*Work order*
Please return each line of the listing exactly as given.

=======

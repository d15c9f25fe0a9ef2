use actix_web::{http::StatusCode, HttpResponse, ResponseError};
use serde::Serialize;
use thiserror::Error;

use crate::models::domain::Label;

#[derive(Debug, Clone, Error)]
pub enum AppError {
    #[error("Not found: {0}")]
    NotFound(String),

    #[error("Validation error: {0}")]
    ValidationError(String),

    #[error("External service error: {0}")]
    ExternalServiceError(String),

    #[error("Could not fill options for {label} answer '{answer}' after {attempts} synthetic attempts")]
    FallbackExhausted {
        label: Label,
        answer: String,
        attempts: usize,
    },

    #[error("Internal server error: {0}")]
    InternalError(String),
}

impl AppError {
    pub fn error_code(&self) -> &'static str {
        match self {
            AppError::NotFound(_) => "NOT_FOUND",
            AppError::ValidationError(_) => "VALIDATION_ERROR",
            AppError::ExternalServiceError(_) => "EXTERNAL_SERVICE_ERROR",
            AppError::FallbackExhausted { .. } => "FALLBACK_EXHAUSTED",
            AppError::InternalError(_) => "INTERNAL_ERROR",
        }
    }
}

#[derive(Debug, Serialize)]
pub struct ErrorResponse {
    pub error: String,
    pub code: u16,
    pub error_code: &'static str,
}

impl ResponseError for AppError {
    fn status_code(&self) -> StatusCode {
        match self {
            AppError::NotFound(_) => StatusCode::NOT_FOUND,
            AppError::ValidationError(_) => StatusCode::BAD_REQUEST,
            AppError::ExternalServiceError(_) => StatusCode::BAD_GATEWAY,
            AppError::FallbackExhausted { .. } => StatusCode::INTERNAL_SERVER_ERROR,
            AppError::InternalError(_) => StatusCode::INTERNAL_SERVER_ERROR,
        }
    }

    fn error_response(&self) -> HttpResponse {
        HttpResponse::build(self.status_code()).json(ErrorResponse {
            error: self.to_string(),
            code: self.status_code().as_u16(),
            error_code: self.error_code(),
        })
    }
}

impl From<reqwest::Error> for AppError {
    fn from(err: reqwest::Error) -> Self {
        if err.is_timeout() {
            AppError::ExternalServiceError(format!("request timed out: {}", err))
        } else {
            AppError::ExternalServiceError(err.to_string())
        }
    }
}
impl From<validator::ValidationErrors> for AppError {
    fn from(err: validator::ValidationErrors) -> Self {
        AppError::ValidationError(err.to_string())
    }
}

pub type AppResult<T> = Result<T, AppError>;
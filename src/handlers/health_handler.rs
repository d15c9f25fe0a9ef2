use actix_web::{get, web, HttpResponse};

use crate::app_state::AppState;

#[get("/health_check")]
async fn health_check(state: web::Data<AppState>) -> HttpResponse {
    HttpResponse::Ok().json(state.quiz_service.health_check().await)
}
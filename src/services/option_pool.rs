use std::collections::{BTreeSet, HashMap};

use crate::models::domain::{CorrectOption, Label, ProcessedSection};

/// Every name of each requested label, grouped by the section it was found in.
///
/// Built once per quiz and only read afterwards.
#[derive(Debug, Clone, Default)]
pub struct OptionPool {
    names: HashMap<Label, Vec<Vec<String>>>,
}

impl OptionPool {
    /// Labels without a single name still get one (empty) list per section.
    pub fn build(sections: &[ProcessedSection], labels: &[Label]) -> Self {
        let mut names: HashMap<Label, Vec<Vec<String>>> = labels
            .iter()
            .map(|label| (*label, vec![Vec::new(); sections.len()]))
            .collect();

        for (index, section) in sections.iter().enumerate() {
            for processed in section {
                if let Some(per_section) = names.get_mut(&processed.label) {
                    per_section[index].extend(processed.names.iter().cloned());
                }
            }
        }

        Self { names }
    }

    pub fn sections(&self, label: Label) -> Option<&[Vec<String>]> {
        self.names.get(&label).map(Vec::as_slice)
    }

    pub fn section_names(&self, label: Label, section: usize) -> &[String] {
        self.sections(label)
            .and_then(|sections| sections.get(section))
            .map(Vec::as_slice)
            .unwrap_or(&[])
    }

    /// Same-section names become the relevant options; names from every other section, minus
    /// those already relevant, become the cross-section options.
    pub fn correct_option(&self, label: Label, section: usize, answer: &str) -> CorrectOption {
        let mut relevant: BTreeSet<String> =
            self.section_names(label, section).iter().cloned().collect();
        relevant.insert(answer.to_string());

        let others: BTreeSet<String> = self
            .sections(label)
            .unwrap_or(&[])
            .iter()
            .enumerate()
            .filter(|(index, _)| *index != section)
            .flat_map(|(_, names)| names.iter())
            .filter(|name| !relevant.contains(*name))
            .cloned()
            .collect();

        CorrectOption::new(relevant, others, answer)
    }
}
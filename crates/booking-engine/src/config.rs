//! Restaurant configuration as served by `/restaurant/settings`.

use chrono::NaiveDate;
use chrono_tz::Tz;
use serde::{Deserialize, Serialize};

use crate::error::{BookingError, Result};
use crate::hours::{parse_timezone, OpeningHours};
use crate::interval::TimeInterval;
use crate::rules::BookingRules;

/// Validated restaurant settings consumed by the engine's callers.
///
/// Built once per request from JSON and passed by reference; nothing in the
/// engine keeps it around between calls.
#[derive(Debug, Clone, PartialEq, Serialize, Deserialize)]
#[serde(try_from = "SettingsRecord", into = "SettingsRecord")]
pub struct RestaurantConfig {
    pub name: String,
    pub opening_hours: OpeningHours,
    pub timezone: Tz,
    pub booking_rules: BookingRules,
}

#[derive(Serialize, Deserialize)]
#[serde(rename_all = "camelCase")]
struct SettingsRecord {
    #[serde(default)]
    name: String,
    opening_hours: OpeningHours,
    #[serde(default = "default_timezone")]
    timezone: String,
    #[serde(default)]
    booking_rules: BookingRules,
}

fn default_timezone() -> String {
    "UTC".to_string()
}

impl TryFrom<SettingsRecord> for RestaurantConfig {
    type Error = BookingError;

    fn try_from(record: SettingsRecord) -> Result<Self> {
        record.booking_rules.validate()?;
        Ok(Self {
            name: record.name,
            opening_hours: record.opening_hours,
            timezone: parse_timezone(&record.timezone)?,
            booking_rules: record.booking_rules,
        })
    }
}

impl From<RestaurantConfig> for SettingsRecord {
    fn from(config: RestaurantConfig) -> Self {
        Self {
            name: config.name,
            opening_hours: config.opening_hours,
            timezone: config.timezone.name().to_string(),
            booking_rules: config.booking_rules,
        }
    }
}

impl RestaurantConfig {
    /// Parse and validate settings JSON.
    pub fn from_json(json: &str) -> Result<Self> {
        Ok(serde_json::from_str(json)?)
    }

    pub fn margin_minutes(&self) -> u32 {
        self.booking_rules.booking_time_margin
    }

    /// The opening window on `day` in the restaurant's timezone.
    pub fn opening_window(&self, day: NaiveDate) -> Result<TimeInterval> {
        self.opening_hours.window_in(day, self.timezone)
    }
}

=======

*Final answer*
repository d15c9f25fe0a9ef2
use actix_web::{http::StatusCode, HttpResponse, ResponseError};
use serde::Serialize;
use thiserror::Error;

use crate::models::domain::Label;

#[derive(Debug, Clone, Error)]
pub enum AppError {
    #[error("Not found: {0}")]
    NotFound(String),

    #[error("Validation error: {0}")]
    ValidationError(String),

    #[error("External service error: {0}")]
    ExternalServiceError(String),

    #[error("Could not fill options for {label} answer '{answer}' after {attempts} synthetic attempts")]
    FallbackExhausted {
        label: Label,
        answer: String,
        attempts: usize,
    },

    #[error("Internal server error: {0}")]
    InternalError(String),
}

impl AppError {
    pub fn error_code(&self) -> &'static str {
        match self {
            AppError::NotFound(_) => "NOT_FOUND",
            AppError::ValidationError(_) => "VALIDATION_ERROR",
            AppError::ExternalServiceError(_) => "EXTERNAL_SERVICE_ERROR",
            AppError::FallbackExhausted { .. } => "FALLBACK_EXHAUSTED",
            AppError::InternalError(_) => "INTERNAL_ERROR",
        }
    }
}

#[derive(Debug, Serialize)]
pub struct ErrorResponse {
    pub error: String,
    pub code: u16,
    pub error_code: &'static str,
}

impl ResponseError for AppError {
    fn status_code(&self) -> StatusCode {
        match self {
            AppError::NotFound(_) => StatusCode::NOT_FOUND,
            AppError::ValidationError(_) => StatusCode::BAD_REQUEST,
            AppError::ExternalServiceError(_) => StatusCode::BAD_GATEWAY,
            AppError::FallbackExhausted { .. } => StatusCode::INTERNAL_SERVER_ERROR,
            AppError::InternalError(_) => StatusCode::INTERNAL_SERVER_ERROR,
        }
    }

    fn error_response(&self) -> HttpResponse {
        HttpResponse::build(self.status_code()).json(ErrorResponse {
            error: self.to_string(),
            code: self.status_code().as_u16(),
            error_code: self.error_code(),
        })
    }
}

impl From<reqwest::Error> for AppError {
    fn from(err: reqwest::Error) -> Self {
        if err.is_timeout() {
            AppError::ExternalServiceError(format!("request timed out: {}", err))
        } else {
            AppError::ExternalServiceError(err.to_string())
        }
    }
}
impl From<validator::ValidationErrors> for AppError {
    fn from(err: validator::ValidationErrors) -> Self {
        AppError::ValidationError(err.to_string())
    }
}

pub type AppResult<T> = Result<T, AppError>;
filename src/handlers/health_handler.rs
repository d15c9f25fe0a9ef2
use actix_web::{get, web, HttpResponse};

use crate::app_state::AppState;

#[get("/health_check")]
async fn health_check(state: web::Data<AppState>) -> HttpResponse {
    HttpResponse::Ok().json(state.quiz_service.health_check().await)
}
filename src/services/option_pool.rs
use std::collections::{BTreeSet, HashMap};

use crate::models::domain::{CorrectOption, Label, ProcessedSection};

/// Every name of each requested label, grouped by the section it was found in.
///
/// Built once per quiz and only read afterwards.
#[derive(Debug, Clone, Default)]
pub struct OptionPool {
    names: HashMap<Label, Vec<Vec<String>>>,
}

impl OptionPool {
    /// Labels without a single name still get one (empty) list per section.
    pub fn build(sections: &[ProcessedSection], labels: &[Label]) -> Self {
        let mut names: HashMap<Label, Vec<Vec<String>>> = labels
            .iter()
            .map(|label| (*label, vec![Vec::new(); sections.len()]))
            .collect();

        for (index, section) in sections.iter().enumerate() {
            for processed in section {
                if let Some(per_section) = names.get_mut(&processed.label) {
                    per_section[index].extend(processed.names.iter().cloned());
                }
            }
        }

        Self { names }
    }

    pub fn sections(&self, label: Label) -> Option<&[Vec<String>]> {
        self.names.get(&label).map(Vec::as_slice)
    }

    pub fn section_names(&self, label: Label, section: usize) -> &[String] {
        self.sections(label)
            .and_then(|sections| sections.get(section))
            .map(Vec::as_slice)
            .unwrap_or(&[])
    }

    /// Same-section names become the relevant options; names from every other section, minus
    /// those already relevant, become the cross-section options.
    pub fn correct_option(&self, label: Label, section: usize, answer: &str) -> CorrectOption {
        let mut relevant: BTreeSet<String> =
            self.section_names(label, section).iter().cloned().collect();
        relevant.insert(answer.to_string());

        let others: BTreeSet<String> = self
            .sections(label)
            .unwrap_or(&[])
            .iter()
            .enumerate()
            .filter(|(index, _)| *index != section)
            .flat_map(|(_, names)| names.iter())
            .filter(|name| !relevant.contains(*name))
            .cloned()
            .collect();

        CorrectOption::new(relevant, others, answer)
    }
}
filename crates/booking-engine/src/config.rs
//! Restaurant configuration as served by `/restaurant/settings`.

use chrono::NaiveDate;
use chrono_tz::Tz;
use serde::{Deserialize, Serialize};

use crate::error::{BookingError, Result};
use crate::hours::{parse_timezone, OpeningHours};
use crate::interval::TimeInterval;
use crate::rules::BookingRules;

/// Validated restaurant settings consumed by the engine's callers.
///
/// Built once per request from JSON and passed by reference; nothing in the
/// engine keeps it around between calls.
#[derive(Debug, Clone, PartialEq, Serialize, Deserialize)]
#[serde(try_from = "SettingsRecord", into = "SettingsRecord")]
pub struct RestaurantConfig {
    pub name: String,
    pub opening_hours: OpeningHours,
    pub timezone: Tz,
    pub booking_rules: BookingRules,
}

#[derive(Serialize, Deserialize)]
#[serde(rename_all = "camelCase")]
struct SettingsRecord {
    #[serde(default)]
    name: String,
    opening_hours: OpeningHours,
    #[serde(default = "default_timezone")]
    timezone: String,
    #[serde(default)]
    booking_rules: BookingRules,
}

fn default_timezone() -> String {
    "UTC".to_string()
}

impl TryFrom<SettingsRecord> for RestaurantConfig {
    type Error = BookingError;

    fn try_from(record: SettingsRecord) -> Result<Self> {
        record.booking_rules.validate()?;
        Ok(Self {
            name: record.name,
            opening_hours: record.opening_hours,
            timezone: parse_timezone(&record.timezone)?,
            booking_rules: record.booking_rules,
        })
    }
}

impl From<RestaurantConfig> for SettingsRecord {
    fn from(config: RestaurantConfig) -> Self {
        Self {
            name: config.name,
            opening_hours: config.opening_hours,
            timezone: config.timezone.name().to_string(),
            booking_rules: config.booking_rules,
        }
    }
}

impl RestaurantConfig {
    /// Parse and validate settings JSON.
    pub fn from_json(json: &str) -> Result<Self> {
        Ok(serde_json::from_str(json)?)
    }

    pub fn margin_minutes(&self) -> u32 {
        self.booking_rules.booking_time_margin
    }

    /// The opening window on `day` in the restaurant's timezone.
    pub fn opening_window(&self, day: NaiveDate) -> Result<TimeInterval> {
        self.opening_hours.window_in(day, self.timezone)
    }
}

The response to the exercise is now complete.